We also understand that your need for fast measurements means much more than just the speed of travel. The real measure of CMM speed is the time needed to complete the measurement cycle. Starrett systems stand second to none according to this true test of speed – the total "from-floor-to-floor" time required to accurately complete the inspection process.

Error Mapping
Error Mapping is a tool that can be used to either improve or create the accuracy of a CMM. For example, some CMM manufacturers use error mapping as the method for creating their machine accuracy. Starrett uses error mapping as a method to improve the accuracy.

A coordinate measuring machine has 21 degrees of freedom, the same as any multiple axis machine tool, all of which should be taken into account for successful error mapping. Any error mapping is only effective if the identified error is repeatable and systematic. Error mapping is only reliable if the machine is stable.

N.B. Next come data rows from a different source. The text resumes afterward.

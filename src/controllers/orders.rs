use axum::{
    extract::{Path, State},
    routing::get,
    Json, Router,
};
use std::sync::Arc;

use super::parse_id;
use crate::error::ApiError;
use crate::models::ConfirmedOrder;
use crate::AppState;

pub fn routes() -> Router<Arc<AppState>> {
    Router::new().route("/orders/{order_id}", get(get_order))
}

// GET /api/orders/{order_id}
async fn get_order(
    State(state): State<Arc<AppState>>,
    Path(order_id): Path<String>,
) -> Result<Json<ConfirmedOrder>, ApiError> {
    let order = state.holds.order(parse_id(&order_id, "orderId")?).await?;
    Ok(Json(order))
}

A CMM that relies solely on error mapping is difficult to recalibrate or recertify for accuracy or conformance to specification at the point of installation, unless the machine is re-error mapped and the environmental conditions of temperature and humidity have not changed, or will not change after the error mapping has been completed.

Checking machine base flatness with an autocollimator.

It is the Starrett philosophy to build the CMM frame so that each axis travels straight and is square to the opposing axes. Once this is confirmed, error mapping is used only to improve the system accuracy and not to create the system accuracy. Typically, the error map accounts for 10% or less of the accuracy specifications. This also allows for the use of conventional tools such as traceable straightedges, squares and length standards to be used to identify conformance to specification and it allows the CMM to be calibrated to a traceable standard.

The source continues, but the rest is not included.